The local elections on 4th May will be the first time that individuals will have to show photo ID at polling stations in order to vote. The government has said that the change, introduced by the Elections Act 2022, was designed to combat voter fraud and tighten democratic integrity.
But critics fear that the new legislation could disenfranchise groups who are less likely to have an accepted form of photo ID. For many, the new law is therefore reflective of a shift in British politics away from democratic equality. For those who do not have one, it is possible to apply for voting ID, but the uptake has been low. Political Commentator Busayo Twins says, “At first glance we might think that the new law protects democracy, but it just adds another barrier to participation”.

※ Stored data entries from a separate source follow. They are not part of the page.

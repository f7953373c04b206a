//! Drug directory - Handles drug records and lookups used by the transaction managers.
//!
//! This module provides creation, lookup, filtering, partial editing and deletion of
//! drugs, plus expiry and stock statistics. The purchase and sale managers use
//! [`require_drug_by_name`] as their lookup-by-name collaborator.

use crate::{
    core::items::LineItem,
    entities::{Drug, PurchaseItem, SaleItem, drug, purchase_item, sale_item},
    errors::{Error, Result, required_text},
};
use chrono::{Months, NaiveDate, Utc};
use sea_orm::{
    PaginatorTrait, QueryOrder, QuerySelect, Set, TransactionTrait, prelude::*, sea_query::Expr,
};
use serde::Serialize;
use tracing::info;

const DEFAULT_PAGE_LIMIT: u64 = 10;

/// Input for [`create_drug`]
#[derive(Debug, Clone)]
pub struct NewDrug {
    /// Unique name
    pub name: String,
    /// Optional description
    pub description: Option<String>,
    /// Category name
    pub category: String,
    /// Unit of measure name
    pub unit_name: String,
    /// Usual supplier
    pub supplier_name: String,
    /// Unit cost
    pub purchase_price: f64,
    /// Unit price, defaults to 0
    pub selling_price: Option<f64>,
    /// Opening stock, defaults to 0
    pub quantity: Option<i64>,
    /// Expiry date, defaults to one year from today
    pub expired_date: Option<NaiveDate>,
}

/// Partial update for [`update_drug`]. `None` leaves a field unchanged.
#[derive(Debug, Clone, Default)]
pub struct DrugChanges {
    /// New name
    pub name: Option<String>,
    /// New description
    pub description: Option<Option<String>>,
    /// New category
    pub category: Option<String>,
    /// New unit of measure
    pub unit_name: Option<String>,
    /// New supplier
    pub supplier_name: Option<String>,
    /// New unit cost
    pub purchase_price: Option<f64>,
    /// New unit price
    pub selling_price: Option<f64>,
    /// Manual stock correction (absolute value)
    pub quantity: Option<i64>,
    /// New expiry date
    pub expired_date: Option<NaiveDate>,
}

/// Filters for [`list_drugs`]
#[derive(Debug, Clone, Default)]
pub struct DrugFilter {
    /// Substring of the drug name (case-insensitive for ASCII)
    pub name_contains: Option<String>,
    /// Exact category name
    pub category: Option<String>,
    /// Exact unit name
    pub unit_name: Option<String>,
}

/// One-based page request
#[derive(Debug, Clone, Copy)]
pub struct Page {
    /// Page number, starting at 1
    pub page: u64,
    /// Items per page
    pub limit: u64,
}

impl Default for Page {
    fn default() -> Self {
        Self {
            page: 1,
            limit: DEFAULT_PAGE_LIMIT,
        }
    }
}

/// A page of results with totals
#[derive(Debug, Clone, Serialize)]
pub struct Paginated<T> {
    /// Items on this page
    pub items: Vec<T>,
    /// Items across all pages
    pub total: u64,
    /// Page number, starting at 1
    pub page: u64,
    /// Items per page
    pub limit: u64,
    /// Number of pages
    pub total_pages: u64,
}

/// Inventory-wide drug counters
#[derive(Debug, Clone, PartialEq, Eq, Serialize)]
pub struct DrugStatistics {
    /// Number of drug records
    pub total_drugs: u64,
    /// Sum of on-hand quantities
    pub total_quantity: i64,
    /// Drugs whose expiry date has passed
    pub expired_drugs: u64,
    /// Drugs with no stock on hand
    pub out_of_stock_drugs: u64,
}

fn validate_price(label: &str, price: f64) -> Result<()> {
    if !price.is_finite() || price < 0.0 {
        return Err(Error::validation(format!(
            "{label} must be a non-negative number, got {price}"
        )));
    }
    Ok(())
}

/// Creates a drug, applying the default selling price, quantity and expiry date.
///
/// # Errors
/// `Validation` for a blank name or a negative/non-finite price,
/// `UniqueConstraintViolation` when the name is taken.
pub async fn create_drug<C>(db: &C, new_drug: NewDrug) -> Result<drug::Model>
where
    C: ConnectionTrait,
{
    let name = required_text("Drug name", &new_drug.name)?;
    let selling_price = new_drug.selling_price.unwrap_or(0.0);
    validate_price("Purchase price", new_drug.purchase_price)?;
    validate_price("Selling price", selling_price)?;

    let today = Utc::now().date_naive();
    let expired_date = new_drug
        .expired_date
        .or_else(|| today.checked_add_months(Months::new(12)))
        .unwrap_or(today);
    let now = Utc::now().naive_utc();

    let model = drug::ActiveModel {
        name: Set(name),
        description: Set(new_drug.description),
        category: Set(new_drug.category),
        unit_name: Set(new_drug.unit_name),
        supplier_name: Set(new_drug.supplier_name),
        purchase_price: Set(new_drug.purchase_price),
        selling_price: Set(selling_price),
        quantity: Set(new_drug.quantity.unwrap_or(0)),
        expired_date: Set(expired_date),
        created_at: Set(now),
        updated_at: Set(now),
        ..Default::default()
    };

    let created = model.insert(db).await?;
    info!(drug = %created.name, quantity = created.quantity, "drug created");
    Ok(created)
}

/// Finds a drug by its unique name.
pub async fn get_drug_by_name<C>(db: &C, name: &str) -> Result<Option<drug::Model>>
where
    C: ConnectionTrait,
{
    Drug::find()
        .filter(drug::Column::Name.eq(name))
        .one(db)
        .await
        .map_err(Into::into)
}

/// Finds a drug by name, failing with `DrugNotFound` when it does not exist.
pub async fn require_drug_by_name<C>(db: &C, name: &str) -> Result<drug::Model>
where
    C: ConnectionTrait,
{
    get_drug_by_name(db, name)
        .await?
        .ok_or_else(|| Error::DrugNotFound {
            name: name.to_string(),
        })
}

/// Finds a drug by its surrogate id.
pub async fn get_drug_by_id<C>(db: &C, drug_id: i64) -> Result<Option<drug::Model>>
where
    C: ConnectionTrait,
{
    Drug::find_by_id(drug_id).one(db).await.map_err(Into::into)
}

/// Lists drugs matching `filter`, ordered by name, one page at a time.
pub async fn list_drugs(
    db: &DatabaseConnection,
    filter: &DrugFilter,
    page: Page,
) -> Result<Paginated<drug::Model>> {
    let mut query = Drug::find();
    if let Some(fragment) = filter.name_contains.as_deref() {
        query = query.filter(drug::Column::Name.contains(fragment));
    }
    if let Some(category) = filter.category.as_deref() {
        query = query.filter(drug::Column::Category.eq(category));
    }
    if let Some(unit_name) = filter.unit_name.as_deref() {
        query = query.filter(drug::Column::UnitName.eq(unit_name));
    }

    let limit = page.limit.max(1);
    let page_number = page.page.max(1);
    let paginator = query.order_by_asc(drug::Column::Name).paginate(db, limit);
    let total = paginator.num_items().await?;
    let items = paginator.fetch_page(page_number - 1).await?;

    Ok(Paginated {
        items,
        total,
        page: page_number,
        limit,
        total_pages: total.div_ceil(limit),
    })
}

/// Line-item rows, across purchases and sales, that name a drug.
#[derive(Debug, Clone, Copy, PartialEq, Eq, Serialize)]
pub struct DrugUsage {
    /// Purchase line items
    pub purchase_items: u64,
    /// Sale line items
    pub sale_items: u64,
}

impl DrugUsage {
    /// True when no transaction references the drug.
    #[must_use]
    pub const fn is_unused(&self) -> bool {
        self.purchase_items == 0 && self.sale_items == 0
    }
}

/// Counts the purchase and sale items that reference `name`.
pub async fn drug_usage<C>(db: &C, name: &str) -> Result<DrugUsage>
where
    C: ConnectionTrait,
{
    Ok(DrugUsage {
        purchase_items: PurchaseItem::find()
            .filter(purchase_item::Column::DrugName.eq(name))
            .count(db)
            .await?,
        sale_items: SaleItem::find()
            .filter(sale_item::Column::DrugName.eq(name))
            .count(db)
            .await?,
    })
}

async fn find_drug<C>(db: &C, drug_id: i64) -> Result<drug::Model>
where
    C: ConnectionTrait,
{
    Drug::find_by_id(drug_id)
        .one(db)
        .await?
        .ok_or_else(|| Error::DrugNotFound {
            name: drug_id.to_string(),
        })
}

/// Applies a partial edit to a drug. Setting `quantity` here is a manual stock
/// correction that bypasses the transaction managers.
///
/// Line items refer to drugs by name, so a rename is carried into every purchase
/// and sale item in the same transaction.
///
/// # Errors
/// `DrugNotFound`, `Validation` for a blank name or a bad price,
/// `UniqueConstraintViolation` when renaming onto a taken name.
pub async fn update_drug(
    db: &DatabaseConnection,
    drug_id: i64,
    changes: DrugChanges,
) -> Result<drug::Model> {
    let txn = db.begin().await?;

    let existing = find_drug(&txn, drug_id).await?;
    let old_name = existing.name.clone();
    let mut model: drug::ActiveModel = existing.into();

    let mut renamed_to = None;
    if let Some(name) = changes.name {
        let name = required_text("Drug name", &name)?;
        if name != old_name {
            renamed_to = Some(name.clone());
        }
        model.name = Set(name);
    }
    if let Some(description) = changes.description {
        model.description = Set(description);
    }
    if let Some(category) = changes.category {
        model.category = Set(category);
    }
    if let Some(unit_name) = changes.unit_name {
        model.unit_name = Set(unit_name);
    }
    if let Some(supplier_name) = changes.supplier_name {
        model.supplier_name = Set(supplier_name);
    }
    if let Some(price) = changes.purchase_price {
        validate_price("Purchase price", price)?;
        model.purchase_price = Set(price);
    }
    if let Some(price) = changes.selling_price {
        validate_price("Selling price", price)?;
        model.selling_price = Set(price);
    }
    if let Some(quantity) = changes.quantity {
        model.quantity = Set(quantity);
    }
    if let Some(expired_date) = changes.expired_date {
        model.expired_date = Set(expired_date);
    }
    model.updated_at = Set(Utc::now().naive_utc());
    let updated = model.update(&txn).await?;

    if let Some(new_name) = renamed_to {
        let purchase_rows = PurchaseItem::update_many()
            .col_expr(purchase_item::Column::DrugName, Expr::value(new_name.clone()))
            .filter(purchase_item::Column::DrugName.eq(old_name.as_str()))
            .exec(&txn)
            .await?
            .rows_affected;
        let sale_rows = SaleItem::update_many()
            .col_expr(sale_item::Column::DrugName, Expr::value(new_name.clone()))
            .filter(sale_item::Column::DrugName.eq(old_name.as_str()))
            .exec(&txn)
            .await?
            .rows_affected;
        info!(from = %old_name, to = %new_name, purchase_rows, sale_rows, "drug renamed");
    }

    txn.commit().await?;
    Ok(updated)
}

/// Deletes a drug and returns the removed record.
///
/// # Errors
/// `DrugNotFound`, or `Validation` while any purchase or sale still lists the
/// drug; those records could no longer be reversed without it.
pub async fn delete_drug(db: &DatabaseConnection, drug_id: i64) -> Result<drug::Model> {
    let txn = db.begin().await?;

    let drug = find_drug(&txn, drug_id).await?;
    let usage = drug_usage(&txn, &drug.name).await?;
    if !usage.is_unused() {
        return Err(Error::validation(format!(
            "Drug '{}' is listed on {} purchase item(s) and {} sale item(s) and cannot be deleted",
            drug.name, usage.purchase_items, usage.sale_items
        )));
    }
    Drug::delete_by_id(drug_id).exec(&txn).await?;

    txn.commit().await?;
    info!(drug = %drug.name, "drug deleted");
    Ok(drug)
}

/// Drugs whose expiry date is before `today`.
pub async fn expired_drugs<C>(db: &C, today: NaiveDate) -> Result<Vec<drug::Model>>
where
    C: ConnectionTrait,
{
    Drug::find()
        .filter(drug::Column::ExpiredDate.lt(today))
        .order_by_asc(drug::Column::ExpiredDate)
        .all(db)
        .await
        .map_err(Into::into)
}

/// Drugs with zero or negative stock.
pub async fn out_of_stock_drugs<C>(db: &C) -> Result<Vec<drug::Model>>
where
    C: ConnectionTrait,
{
    Drug::find()
        .filter(drug::Column::Quantity.lte(0))
        .order_by_asc(drug::Column::Name)
        .all(db)
        .await
        .map_err(Into::into)
}

/// The `limit` drugs expiring soonest.
pub async fn almost_expired_drugs<C>(db: &C, limit: u64) -> Result<Vec<drug::Model>>
where
    C: ConnectionTrait,
{
    Drug::find()
        .order_by_asc(drug::Column::ExpiredDate)
        .limit(limit)
        .all(db)
        .await
        .map_err(Into::into)
}

/// Counts drugs, total stock, expired drugs and out-of-stock drugs.
pub async fn drug_statistics<C>(db: &C, today: NaiveDate) -> Result<DrugStatistics>
where
    C: ConnectionTrait,
{
    let total_drugs = Drug::find().count(db).await?;
    let total_quantity: Option<i64> = Drug::find()
        .select_only()
        .column_as(drug::Column::Quantity.sum(), "total_quantity")
        .into_tuple::<Option<i64>>()
        .one(db)
        .await?
        .flatten();
    let expired = Drug::find()
        .filter(drug::Column::ExpiredDate.lt(today))
        .count(db)
        .await?;
    let out_of_stock = Drug::find()
        .filter(drug::Column::Quantity.lte(0))
        .count(db)
        .await?;

    Ok(DrugStatistics {
        total_drugs,
        total_quantity: total_quantity.unwrap_or(0),
        expired_drugs: expired,
        out_of_stock_drugs: out_of_stock,
    })
}

/// Which unit price of a drug a line item is totalled at.
#[derive(Debug, Clone, Copy, PartialEq, Eq)]
pub enum PriceBasis {
    /// `purchase_price`, used for stock-in
    Purchase,
    /// `selling_price`, used for stock-out
    Selling,
}

impl PriceBasis {
    const fn unit_price(self, drug: &drug::Model) -> f64 {
        match self {
            Self::Purchase => drug.purchase_price,
            Self::Selling => drug.selling_price,
        }
    }
}

/// Totals `unit price * quantity` over `items` at each drug's current price.
///
/// Prices are read live at call time and are not snapshotted onto the items.
/// Re-pricing a transaction after a drug's price changed yields a new total.
///
/// # Errors
/// `DrugNotFound` for the first item naming a drug that does not exist.
pub async fn price_items<C>(db: &C, items: &[LineItem], basis: PriceBasis) -> Result<f64>
where
    C: ConnectionTrait,
{
    let mut total = 0.0;
    for item in items {
        let drug = require_drug_by_name(db, &item.drug_name).await?;
        // Quantities are far below 2^52
        #[allow(clippy::cast_precision_loss)]
        let quantity = item.quantity as f64;
        total += basis.unit_price(&drug) * quantity;
    }
    Ok(total)
}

Matteo Bergami, founder and CEO of Shout Out UK – a non-partisan provider of political and media literacy education – says the new law will require “a massive shift” in people’s habits and electoral behaviours. He fears that older generations are at risk of political alienation since their behaviours will need longer to adjust.
But it is not only the aged who are facing this risk of disenfranchisement. In 2022, the Electoral Commission’s Public Opinion Tracker found that approximately 1.9 million voters (4% of people in Britain) did not possess any of the accepted ID forms. In addition, the Cabinet Office estimates that approximately 1.3 million people in Britain do not hold any form of ID.